* [Problem description]
Could you set down exactly the lines of the data below, starting at the one that holds "use crate::models::recipe::Recipe;" and ending at the one that holds "if items.len() != RECIPE_COUNT", both included, and only those?
---- Source information
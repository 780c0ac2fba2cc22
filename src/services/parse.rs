//! Extraction of the recipe array from free-form model output.
//!
//! The model is asked for a bare JSON array but routinely wraps it in
//! prose, so the span from the first `[` to the last `]` is taken as the
//! payload. Pure functions, unit-tested against adversarial outputs.

use crate::models::recipe::Recipe;

/// A successful generation always yields exactly this many recipes.
pub const RECIPE_COUNT: usize = 3;

#[derive(Debug, thiserror::Error)]
pub enum RecipeParseError {
    #[error("No valid JSON found in response")]
    NoJsonArray,

    #[error("Failed to parse recipe JSON: {0}")]
    InvalidJson(#[from] serde_json::Error),

    #[error("Invalid recipes format")]
    InvalidShape,
}

/// Extract, parse, and shape-check the recipe array from model output.
///
/// The cardinality check runs before element deserialization: a well-formed
/// array of the wrong length is always `InvalidShape`, regardless of what
/// its elements contain.
pub fn extract_recipe_array(text: &str) -> Result<Vec<Recipe>, RecipeParseError> {
    let start = text.find('[').ok_or(RecipeParseError::NoJsonArray)?;
    let end = text
        .rfind(']')
        .filter(|&end| end > start)
        .ok_or(RecipeParseError::NoJsonArray)?;

    let value: serde_json::Value = serde_json::from_str(&text[start..=end])?;
    let items = value.as_array().ok_or(RecipeParseError::InvalidShape)?;
    if items.len() != RECIPE_COUNT {
        return Err(RecipeParseError::InvalidShape);
    }

    items
        .iter()
        .map(|item| serde_json::from_value(item.clone()).map_err(RecipeParseError::InvalidJson))
        .collect()
}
--------
* [Answer below]
use crate::models::recipe::Recipe;

/// A successful generation always yields exactly this many recipes.
pub const RECIPE_COUNT: usize = 3;

#[derive(Debug, thiserror::Error)]
pub enum RecipeParseError {
    #[error("No valid JSON found in response")]
    NoJsonArray,

    #[error("Failed to parse recipe JSON: {0}")]
    InvalidJson(#[from] serde_json::Error),

    #[error("Invalid recipes format")]
    InvalidShape,
}

/// Extract, parse, and shape-check the recipe array from model output.
///
/// The cardinality check runs before element deserialization: a well-formed
/// array of the wrong length is always `InvalidShape`, regardless of what
/// its elements contain.
pub fn extract_recipe_array(text: &str) -> Result<Vec<Recipe>, RecipeParseError> {
    let start = text.find('[').ok_or(RecipeParseError::NoJsonArray)?;
    let end = text
        .rfind(']')
        .filter(|&end| end > start)
        .ok_or(RecipeParseError::NoJsonArray)?;

    let value: serde_json::Value = serde_json::from_str(&text[start..=end])?;
    let items = value.as_array().ok_or(RecipeParseError::InvalidShape)?;
    if items.len() != RECIPE_COUNT {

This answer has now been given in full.